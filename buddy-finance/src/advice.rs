//! Spending advice: a short text-generation comment attached to a confirmed
//! transaction.
//!
//! Best-effort. Any failure (transport, HTTP status, bad body, empty
//! completion, timeout, disabled) yields [`FALLBACK_ADVICE`].

use std::sync::Arc;
use std::time::Duration;

use anyhow::{bail, Context, Result};
use async_trait::async_trait;
use buddy_core::Transaction;
use serde::{Deserialize, Serialize};
use tracing::{debug, warn};

pub const FALLBACK_ADVICE: &str = "Keep tracking your expenses to build better financial habits!";

/// Number of prior transactions included as context.
pub const HISTORY_LIMIT: usize = 10;

const SYSTEM_PROMPT: &str = "You are a helpful financial advisor. Provide brief, actionable advice about spending habits. Keep responses under 50 words and be encouraging but honest.";

#[derive(Debug, Clone, PartialEq, Serialize, Deserialize)]
pub struct ChatTurn {
    pub role: String,
    pub content: String,
}

impl ChatTurn {
    fn new(role: &str, content: impl Into<String>) -> Self {
        Self {
            role: role.to_string(),
            content: content.into(),
        }
    }
}

/// The external text-generation collaborator.
#[async_trait]
pub trait AdviceProvider: Send + Sync {
    async fn complete(&self, messages: &[ChatTurn]) -> Result<String>;
}

/// POSTs `{"messages": [...]}` and reads `{"completion": "..."}`.
#[derive(Debug, Clone)]
pub struct HttpAdviceProvider {
    client: reqwest::Client,
    endpoint: String,
    model: Option<String>,
}

impl HttpAdviceProvider {
    pub fn new(endpoint: impl Into<String>, model: Option<String>) -> Self {
        Self {
            client: reqwest::Client::new(),
            endpoint: endpoint.into(),
            model: model.filter(|m| !m.trim().is_empty()),
        }
    }
}

#[async_trait]
impl AdviceProvider for HttpAdviceProvider {
    async fn complete(&self, messages: &[ChatTurn]) -> Result<String> {
        #[derive(Serialize)]
        struct Req<'a> {
            #[serde(skip_serializing_if = "Option::is_none")]
            model: Option<&'a str>,
            messages: &'a [ChatTurn],
        }

        #[derive(Deserialize)]
        struct Resp {
            completion: Option<String>,
        }

        let body = Req {
            model: self.model.as_deref(),
            messages,
        };

        let resp = self
            .client
            .post(&self.endpoint)
            .json(&body)
            .send()
            .await
            .context("advice request")?;

        let status = resp.status();
        if !status.is_success() {
            let txt = resp.text().await.unwrap_or_default();
            bail!("advice error: {status} {txt}");
        }

        let out: Resp = resp.json().await.context("parse advice response")?;
        Ok(out.completion.unwrap_or_default().trim().to_string())
    }
}

/// Build the system + user turns for one transaction.
pub fn build_messages(transaction: &Transaction, history: &[Transaction]) -> Vec<ChatTurn> {
    let recent = history
        .iter()
        .take(HISTORY_LIMIT)
        .map(describe)
        .collect::<Vec<_>>()
        .join("\n");

    let user = format!(
        "New transaction: {}\n\nRecent transactions:\n{}\n\nGive me brief advice about this spending pattern.",
        describe(transaction),
        recent
    );

    vec![ChatTurn::new("system", SYSTEM_PROMPT), ChatTurn::new("user", user)]
}

fn describe(t: &Transaction) -> String {
    format!(
        "{}: ${:.2} - {} - {}",
        t.kind,
        t.amount.abs(),
        t.category,
        t.description
    )
}

/// Wraps a provider with a deadline and the fallback policy.
#[derive(Clone)]
pub struct Advisor {
    provider: Option<Arc<dyn AdviceProvider>>,
    timeout: Duration,
}

impl Advisor {
    pub fn new(provider: Arc<dyn AdviceProvider>, timeout: Duration) -> Self {
        Self {
            provider: Some(provider),
            timeout,
        }
    }

    /// An advisor that always returns the fallback.
    pub fn disabled() -> Self {
        Self {
            provider: None,
            timeout: Duration::ZERO,
        }
    }

    pub fn is_enabled(&self) -> bool {
        self.provider.is_some()
    }

    /// Never fails; see the module docs for the fallback rules.
    pub async fn advise(&self, transaction: &Transaction, history: &[Transaction]) -> String {
        let Some(provider) = &self.provider else {
            return FALLBACK_ADVICE.to_string();
        };

        let messages = build_messages(transaction, history);
        match tokio::time::timeout(self.timeout, provider.complete(&messages)).await {
            Ok(Ok(text)) if !text.is_empty() => {
                debug!(id = %transaction.id, len = text.len(), "Advice generated");
                text
            }
            Ok(Ok(_)) => {
                warn!(id = %transaction.id, "Advice provider returned an empty completion");
                FALLBACK_ADVICE.to_string()
            }
            Ok(Err(e)) => {
                warn!(id = %transaction.id, error = %e, "Failed to generate advice");
                FALLBACK_ADVICE.to_string()
            }
            Err(_) => {
                warn!(id = %transaction.id, timeout_ms = self.timeout.as_millis() as u64, "Advice timed out");
                FALLBACK_ADVICE.to_string()
            }
        }
    }
}
//! NotificationInbox: scanned notifications awaiting confirmation.
//!
//! Entries are kept newest-first. Confirming validates the draft and hands
//! the transaction back to the caller (who appends it to the ledger). The
//! entry stays, flagged, so the same message can't be confirmed twice. A draft
//! that fails validation leaves the entry pending. Rejecting drops it.

use anyhow::{bail, Result};
use buddy_core::NewTransaction;
use chrono::NaiveDate;
use serde::{Deserialize, Serialize};
use uuid::Uuid;

use crate::parsers::bank_notification::NotificationParser;
use crate::types::PendingNotification;

#[derive(Debug, Clone, Default, PartialEq, Serialize, Deserialize)]
#[serde(transparent)]
pub struct NotificationInbox {
    entries: Vec<PendingNotification>,
}

impl NotificationInbox {
    pub fn new() -> Self {
        Self::default()
    }

    pub fn len(&self) -> usize {
        self.entries.len()
    }

    pub fn is_empty(&self) -> bool {
        self.entries.is_empty()
    }

    pub fn get(&self, id: &str) -> Option<&PendingNotification> {
        self.entries.iter().find(|e| e.id == id)
    }

    pub fn entries(&self) -> &[PendingNotification] {
        &self.entries
    }

    /// Parse each message and queue it. Blank messages are skipped.
    /// Returns how many of the queued messages carry a transaction.
    pub fn scan<I, S>(&mut self, parser: &NotificationParser, messages: I, received_on: NaiveDate) -> usize
    where
        I: IntoIterator<Item = S>,
        S: AsRef<str>,
    {
        let mut scanned: Vec<PendingNotification> = messages
            .into_iter()
            .filter(|m| !m.as_ref().trim().is_empty())
            .map(|m| {
                let content = m.as_ref().trim().to_string();
                PendingNotification {
                    id: Uuid::new_v4().to_string(),
                    draft: parser.parse(&content, received_on),
                    content,
                    received_on,
                    is_confirmed: false,
                }
            })
            .collect();

        let detected = scanned.iter().filter(|e| e.draft.is_some()).count();
        scanned.append(&mut self.entries);
        self.entries = scanned;
        detected
    }

    /// Unconfirmed entries, newest first.
    pub fn pending(&self) -> impl Iterator<Item = &PendingNotification> {
        self.entries.iter().filter(|e| !e.is_confirmed)
    }

    /// Validate an entry's draft, mark the entry confirmed, and return the
    /// transaction ready to append.
    pub fn confirm(&mut self, id: &str) -> Result<NewTransaction> {
        let Some(entry) = self.entries.iter_mut().find(|e| e.id == id) else {
            bail!("no pending notification with id {id}");
        };
        if entry.is_confirmed {
            bail!("notification {id} was already confirmed");
        }
        let Some(draft) = entry.draft.clone() else {
            bail!("no transaction detected in notification {id}");
        };
        let txn = NewTransaction::from_draft(draft)?;
        entry.is_confirmed = true;
        Ok(txn)
    }

    pub fn reject(&mut self, id: &str) -> Option<PendingNotification> {
        let idx = self.entries.iter().position(|e| e.id == id)?;
        Some(self.entries.remove(idx))
    }
}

• [YOUR GOAL]: Each line of the listing has to be repeated exactly in the reply.

• [REPLY TO THE TASK]:
filename buddy-finance/src/advice.rs
//! Spending advice: a short text-generation comment attached to a confirmed
//! transaction.
//!
//! Best-effort. Any failure (transport, HTTP status, bad body, empty
//! completion, timeout, disabled) yields [`FALLBACK_ADVICE`].

use std::sync::Arc;
use std::time::Duration;

use anyhow::{bail, Context, Result};
use async_trait::async_trait;
use buddy_core::Transaction;
use serde::{Deserialize, Serialize};
use tracing::{debug, warn};

pub const FALLBACK_ADVICE: &str = "Keep tracking your expenses to build better financial habits!";

/// Number of prior transactions included as context.
pub const HISTORY_LIMIT: usize = 10;

const SYSTEM_PROMPT: &str = "You are a helpful financial advisor. Provide brief, actionable advice about spending habits. Keep responses under 50 words and be encouraging but honest.";

#[derive(Debug, Clone, PartialEq, Serialize, Deserialize)]
pub struct ChatTurn {
    pub role: String,
    pub content: String,
}

impl ChatTurn {
    fn new(role: &str, content: impl Into<String>) -> Self {
        Self {
            role: role.to_string(),
            content: content.into(),
        }
    }
}

/// The external text-generation collaborator.
#[async_trait]
pub trait AdviceProvider: Send + Sync {
    async fn complete(&self, messages: &[ChatTurn]) -> Result<String>;
}

/// POSTs `{"messages": [...]}` and reads `{"completion": "..."}`.
#[derive(Debug, Clone)]
pub struct HttpAdviceProvider {
    client: reqwest::Client,
    endpoint: String,
    model: Option<String>,
}

impl HttpAdviceProvider {
    pub fn new(endpoint: impl Into<String>, model: Option<String>) -> Self {
        Self {
            client: reqwest::Client::new(),
            endpoint: endpoint.into(),
            model: model.filter(|m| !m.trim().is_empty()),
        }
    }
}

#[async_trait]
impl AdviceProvider for HttpAdviceProvider {
    async fn complete(&self, messages: &[ChatTurn]) -> Result<String> {
        #[derive(Serialize)]
        struct Req<'a> {
            #[serde(skip_serializing_if = "Option::is_none")]
            model: Option<&'a str>,
            messages: &'a [ChatTurn],
        }

        #[derive(Deserialize)]
        struct Resp {
            completion: Option<String>,
        }

        let body = Req {
            model: self.model.as_deref(),
            messages,
        };

        let resp = self
            .client
            .post(&self.endpoint)
            .json(&body)
            .send()
            .await
            .context("advice request")?;

        let status = resp.status();
        if !status.is_success() {
            let txt = resp.text().await.unwrap_or_default();
            bail!("advice error: {status} {txt}");
        }

        let out: Resp = resp.json().await.context("parse advice response")?;
        Ok(out.completion.unwrap_or_default().trim().to_string())
    }
}

/// Build the system + user turns for one transaction.
pub fn build_messages(transaction: &Transaction, history: &[Transaction]) -> Vec<ChatTurn> {
    let recent = history
        .iter()
        .take(HISTORY_LIMIT)
        .map(describe)
        .collect::<Vec<_>>()
        .join("\n");

    let user = format!(
        "New transaction: {}\n\nRecent transactions:\n{}\n\nGive me brief advice about this spending pattern.",
        describe(transaction),
        recent
    );

    vec![ChatTurn::new("system", SYSTEM_PROMPT), ChatTurn::new("user", user)]
}

fn describe(t: &Transaction) -> String {
    format!(
        "{}: ${:.2} - {} - {}",
        t.kind,
        t.amount.abs(),
        t.category,
        t.description
    )
}

/// Wraps a provider with a deadline and the fallback policy.
#[derive(Clone)]
pub struct Advisor {
    provider: Option<Arc<dyn AdviceProvider>>,
    timeout: Duration,
}

impl Advisor {
    pub fn new(provider: Arc<dyn AdviceProvider>, timeout: Duration) -> Self {
        Self {
            provider: Some(provider),
            timeout,
        }
    }

    /// An advisor that always returns the fallback.
    pub fn disabled() -> Self {
        Self {
            provider: None,
            timeout: Duration::ZERO,
        }
    }

    pub fn is_enabled(&self) -> bool {
        self.provider.is_some()
    }

    /// Never fails; see the module docs for the fallback rules.
    pub async fn advise(&self, transaction: &Transaction, history: &[Transaction]) -> String {
        let Some(provider) = &self.provider else {
            return FALLBACK_ADVICE.to_string();
        };

        let messages = build_messages(transaction, history);
        match tokio::time::timeout(self.timeout, provider.complete(&messages)).await {
            Ok(Ok(text)) if !text.is_empty() => {
                debug!(id = %transaction.id, len = text.len(), "Advice generated");
                text
            }
            Ok(Ok(_)) => {
                warn!(id = %transaction.id, "Advice provider returned an empty completion");
                FALLBACK_ADVICE.to_string()
            }
            Ok(Err(e)) => {
                warn!(id = %transaction.id, error = %e, "Failed to generate advice");
                FALLBACK_ADVICE.to_string()
            }
            Err(_) => {
                warn!(id = %transaction.id, timeout_ms = self.timeout.as_millis() as u64, "Advice timed out");
                FALLBACK_ADVICE.to_string()
            }
        }
    }
}
//! NotificationInbox: scanned notifications awaiting confirmation.
//!
//! Entries are kept newest-first. Confirming validates the draft and hands
//! the transaction back to the caller (who appends it to the ledger). The
//! entry stays, flagged, so the same message can't be confirmed twice. A draft
//! that fails validation leaves the entry pending. Rejecting drops it.

use anyhow::{bail, Result};
use buddy_core::NewTransaction;
use chrono::NaiveDate;
use serde::{Deserialize, Serialize};
use uuid::Uuid;

use crate::parsers::bank_notification::NotificationParser;
use crate::types::PendingNotification;

#[derive(Debug, Clone, Default, PartialEq, Serialize, Deserialize)]
#[serde(transparent)]
pub struct NotificationInbox {
    entries: Vec<PendingNotification>,
}

impl NotificationInbox {
    pub fn new() -> Self {
        Self::default()
    }

    pub fn len(&self) -> usize {
        self.entries.len()
    }

    pub fn is_empty(&self) -> bool {
        self.entries.is_empty()
    }

    pub fn get(&self, id: &str) -> Option<&PendingNotification> {
        self.entries.iter().find(|e| e.id == id)
    }

    pub fn entries(&self) -> &[PendingNotification] {
        &self.entries
    }

    /// Parse each message and queue it. Blank messages are skipped.
    /// Returns how many of the queued messages carry a transaction.
    pub fn scan<I, S>(&mut self, parser: &NotificationParser, messages: I, received_on: NaiveDate) -> usize
    where
        I: IntoIterator<Item = S>,
        S: AsRef<str>,
    {
        let mut scanned: Vec<PendingNotification> = messages
            .into_iter()
            .filter(|m| !m.as_ref().trim().is_empty())
            .map(|m| {
                let content = m.as_ref().trim().to_string();
                PendingNotification {
                    id: Uuid::new_v4().to_string(),
                    draft: parser.parse(&content, received_on),
                    content,
                    received_on,
                    is_confirmed: false,
                }
            })
            .collect();

        let detected = scanned.iter().filter(|e| e.draft.is_some()).count();
        scanned.append(&mut self.entries);
        self.entries = scanned;
        detected
    }

    /// Unconfirmed entries, newest first.
    pub fn pending(&self) -> impl Iterator<Item = &PendingNotification> {
        self.entries.iter().filter(|e| !e.is_confirmed)
    }

    /// Validate an entry's draft, mark the entry confirmed, and return the
    /// transaction ready to append.
    pub fn confirm(&mut self, id: &str) -> Result<NewTransaction> {
        let Some(entry) = self.entries.iter_mut().find(|e| e.id == id) else {
            bail!("no pending notification with id {id}");
        };
        if entry.is_confirmed {
            bail!("notification {id} was already confirmed");
        }
        let Some(draft) = entry.draft.clone() else {
            bail!("no transaction detected in notification {id}");
        };
        let txn = NewTransaction::from_draft(draft)?;
        entry.is_confirmed = true;
        Ok(txn)
    }

    pub fn reject(&mut self, id: &str) -> Option<PendingNotification> {
        let idx = self.entries.iter().position(|e| e.id == id)?;
        Some(self.entries.remove(idx))
    }
}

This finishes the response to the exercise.